[Data under study Boundary: Start]

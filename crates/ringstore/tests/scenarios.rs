//! End-to-end scenarios across the ring layers: capacity and eviction,
//! span bookkeeping, export/import round trips and purge behaviour.

use diskstore::StoreConfig;
use ringstore::{
    export_ring, import_text, ExportOptions, ImportOptions, SpanTable, TableRing, TimeRing,
};
use tabular::Table;

fn scratch(name: &str) -> (tempfile::TempDir, std::path::PathBuf) {
    let dir = tempfile::tempdir().unwrap();
    let path = dir.path().join(name);
    (dir, path)
}

/// E1: a three-slot ring keeps the three youngest of four puts.
#[test]
fn bounded_ring_keeps_youngest() {
    let (_dir, path) = scratch("s1.dat");
    let mut ring = TimeRing::create(&path, "r1", "", 3, 0, StoreConfig::default()).unwrap();
    for (i, blob) in [b"a", b"b", b"c", b"d"].iter().enumerate() {
        ring.put_with_time(*blob, i as u32 + 1).unwrap();
    }

    let stat = ring.stat().unwrap();
    assert_eq!(stat.oldest, 2);
    assert_eq!(stat.youngest, 4);

    ring.goto_oldest().unwrap();
    let all: Vec<Vec<u8>> = ring
        .mget_n(100)
        .unwrap()
        .into_iter()
        .map(|s| s.data)
        .collect();
    assert_eq!(all, [b"b".to_vec(), b"c".to_vec(), b"d".to_vec()]);
}

/// E2: an unbounded ring keeps all hundred samples in time order.
#[test]
fn unbounded_ring_keeps_all() {
    let (_dir, path) = scratch("s2.dat");
    let mut ring = TimeRing::create(&path, "r", "", 0, 0, StoreConfig::default()).unwrap();
    for t in 1..=100u32 {
        ring.put_with_time(format!("{t}").as_bytes(), t).unwrap();
    }
    let stat = ring.stat().unwrap();
    assert_eq!(stat.oldest, 1);
    assert_eq!(stat.youngest, 100);

    ring.goto_oldest().unwrap();
    let samples = ring.mget_n(1000).unwrap();
    assert_eq!(samples.len(), 100);
    // monotonic sequences, non-decreasing times
    for pair in samples.windows(2) {
        assert!(pair[0].seq < pair[1].seq);
        assert!(pair[0].time <= pair[1].time);
    }
}

fn ab(rows: &[(&str, &str)]) -> Table {
    let mut t = Table::with_columns(["A", "B"]);
    for (a, b) in rows {
        t.add_row([("A", *a), ("B", *b)]);
    }
    t
}

/// E3: consecutive same-schema samples share one span.
#[test]
fn same_schema_shares_one_span() {
    let (_dir, path) = scratch("s3.dat");
    let mut ring = TableRing::create(&path, "t", "", 0, 0, StoreConfig::default()).unwrap();
    ring.put_with_time(&ab(&[("1", "2"), ("3", "4")]), 10).unwrap();
    ring.put_with_time(&ab(&[("5", "6")]), 20).unwrap();

    let spans = SpanTable::read(ring.ring_mut()).unwrap().unwrap();
    assert_eq!(spans.len(), 1);
    let span = spans.latest().unwrap();
    assert_eq!((span.from, span.to), (1, 2));
    assert_eq!((span.from_time, span.to_time), (10, 20));
    assert!(span.header.starts_with("A\tB\n"));
}

/// E4: a schema change opens a second, non-overlapping span.
#[test]
fn schema_change_grows_second_span() {
    let (_dir, path) = scratch("s4.dat");
    let mut ring = TableRing::create(&path, "t", "", 0, 0, StoreConfig::default()).unwrap();
    ring.put_with_time(&ab(&[("1", "2"), ("3", "4")]), 10).unwrap();
    ring.put_with_time(&ab(&[("5", "6")]), 20).unwrap();

    let mut cd = Table::with_columns(["C", "D"]);
    cd.add_row([("C", "7"), ("D", "8")]);
    ring.put_with_time(&cd, 30).unwrap();

    let spans = SpanTable::read(ring.ring_mut()).unwrap().unwrap();
    assert_eq!(spans.len(), 2);
    let spans_vec: Vec<_> = spans.iter().collect();
    assert_eq!((spans_vec[0].from, spans_vec[0].to), (1, 2));
    assert_eq!((spans_vec[1].from, spans_vec[1].to), (3, 3));
    // non-overlap: each live sequence is covered exactly once
    for seq in 1..=3u64 {
        assert_eq!(
            spans.iter().filter(|s| seq >= s.from && seq <= s.to).count(),
            1
        );
    }
}

/// E5: export and re-import reproduce both the samples and the span
/// structure.
#[test]
fn export_import_reproduces_ring() {
    let (_dir, path) = scratch("s5a.dat");
    let mut ring = TableRing::create(&path, "t", "", 0, 0, StoreConfig::default()).unwrap();
    ring.put_with_time(&ab(&[("1", "2"), ("3", "4")]), 10).unwrap();
    ring.put_with_time(&ab(&[("5", "6")]), 20).unwrap();
    let mut cd = Table::with_columns(["C", "D"]);
    cd.add_row([("C", "7"), ("D", "8")]);
    ring.put_with_time(&cd, 30).unwrap();
    ring.close().unwrap();

    let opts = ExportOptions {
        separator: ',',
        ..ExportOptions::default()
    };
    let text = export_ring(&path, "t", &opts, StoreConfig::default()).unwrap();

    let (_dir2, path2) = scratch("s5b.dat");
    import_text(&path2, "t", &text, &ImportOptions {
        separator: ",".to_string(),
        ..ImportOptions::default()
    }, StoreConfig::default())
    .unwrap();

    let text2 = export_ring(&path2, "t", &opts, StoreConfig::default()).unwrap();
    assert_eq!(text, text2);

    let mut orig = TimeRing::open(&path, "t", StoreConfig::default()).unwrap();
    let mut copy = TimeRing::open(&path2, "t", StoreConfig::default()).unwrap();
    let spans_orig: Vec<_> = SpanTable::read(&mut orig).unwrap().unwrap().iter().collect();
    let spans_copy: Vec<_> = SpanTable::read(&mut copy).unwrap().unwrap().iter().collect();
    assert_eq!(spans_orig.len(), spans_copy.len());
    for (a, b) in spans_orig.iter().zip(&spans_copy) {
        assert_eq!((a.from, a.to), (b.from, b.to));
    }
}

/// E7: purge on a bounded ring trims both the samples and the span
/// record.
#[test]
fn purge_trims_ring_and_spans() {
    let (_dir, path) = scratch("s7.dat");
    let mut ring = TableRing::create(&path, "t", "", 2, 0, StoreConfig::default()).unwrap();
    for t in 1..=5u32 {
        let mut tab = Table::with_columns(["v"]);
        tab.add_row([("v", t.to_string().as_str())]);
        ring.put_with_time(&tab, t).unwrap();
    }
    ring.purge(4).unwrap();

    let stat = ring.stat().unwrap();
    assert_eq!(stat.oldest, 4);
    assert_eq!(stat.youngest, 5);

    let spans = SpanTable::read(ring.ring_mut()).unwrap().unwrap();
    assert_eq!(spans.len(), 1);
    assert_eq!(spans.latest().unwrap().from, 4);
}

/// Capacity law under a random-ish workload: the live range never
/// exceeds the slot count once any operation commits.
#[test]
fn capacity_bound_holds_across_workload() {
    let (_dir, path) = scratch("cap.dat");
    let mut ring = TimeRing::create(&path, "r", "", 4, 0, StoreConfig::default()).unwrap();
    for t in 1..=37u32 {
        ring.put_with_time(b"x", t).unwrap();
        let stat = ring.stat().unwrap();
        assert!(stat.youngest - stat.oldest + 1 <= 4);
        if t % 11 == 0 {
            ring.resize(2).unwrap();
            let stat = ring.stat().unwrap();
            assert!(stat.youngest - stat.oldest + 1 <= 2);
            ring.resize(4).unwrap();
        }
    }
}

/// The store file survives close/reopen cycles with rings intact.
#[test]
fn reopen_preserves_ring_contents() {
    let (_dir, path) = scratch("reopen.dat");
    let mut ring = TableRing::create(&path, "t", "kept", 0, 60, StoreConfig::default()).unwrap();
    ring.put_with_time(&ab(&[("1", "2")]), 10).unwrap();
    ring.close().unwrap();

    let mut ring = TableRing::open(&path, "t", StoreConfig::default()).unwrap();
    ring.goto_oldest().unwrap();
    let tab = ring.get(true).unwrap().unwrap();
    assert_eq!(tab.cell(0, "A"), Some("1"));
    assert_eq!(tab.cell(0, "_seq"), Some("1"));
    assert_eq!(ring.stat().unwrap().duration, 60);
}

[Data under study Boundary: End]

What you have to do -> From the line containing "2, 0, StoreConfig::default()).unwrap();" down to the last line of the data, transcribe every line exactly; nothing else should appear.

Task output ->
    let mut ring = TableRing::create(&path, "t", "", 2, 0, StoreConfig::default()).unwrap();
    for t in 1..=5u32 {
        let mut tab = Table::with_columns(["v"]);
        tab.add_row([("v", t.to_string().as_str())]);
        ring.put_with_time(&tab, t).unwrap();
    }
    ring.purge(4).unwrap();

    let stat = ring.stat().unwrap();
    assert_eq!(stat.oldest, 4);
    assert_eq!(stat.youngest, 5);

    let spans = SpanTable::read(ring.ring_mut()).unwrap().unwrap();
    assert_eq!(spans.len(), 1);
    assert_eq!(spans.latest().unwrap().from, 4);
}

/// Capacity law under a random-ish workload: the live range never
/// exceeds the slot count once any operation commits.
#[test]
fn capacity_bound_holds_across_workload() {
    let (_dir, path) = scratch("cap.dat");
    let mut ring = TimeRing::create(&path, "r", "", 4, 0, StoreConfig::default()).unwrap();
    for t in 1..=37u32 {
        ring.put_with_time(b"x", t).unwrap();
        let stat = ring.stat().unwrap();
        assert!(stat.youngest - stat.oldest + 1 <= 4);
        if t % 11 == 0 {
            ring.resize(2).unwrap();
            let stat = ring.stat().unwrap();
            assert!(stat.youngest - stat.oldest + 1 <= 2);
            ring.resize(4).unwrap();
        }
    }
}

/// The store file survives close/reopen cycles with rings intact.
#[test]
fn reopen_preserves_ring_contents() {
    let (_dir, path) = scratch("reopen.dat");
    let mut ring = TableRing::create(&path, "t", "kept", 0, 60, StoreConfig::default()).unwrap();
    ring.put_with_time(&ab(&[("1", "2")]), 10).unwrap();
    ring.close().unwrap();

    let mut ring = TableRing::open(&path, "t", StoreConfig::default()).unwrap();
    ring.goto_oldest().unwrap();
    let tab = ring.get(true).unwrap().unwrap();
    assert_eq!(tab.cell(0, "A"), Some("1"));
    assert_eq!(tab.cell(0, "_seq"), Some("1"));
    assert_eq!(ring.stat().unwrap().duration, 60);
}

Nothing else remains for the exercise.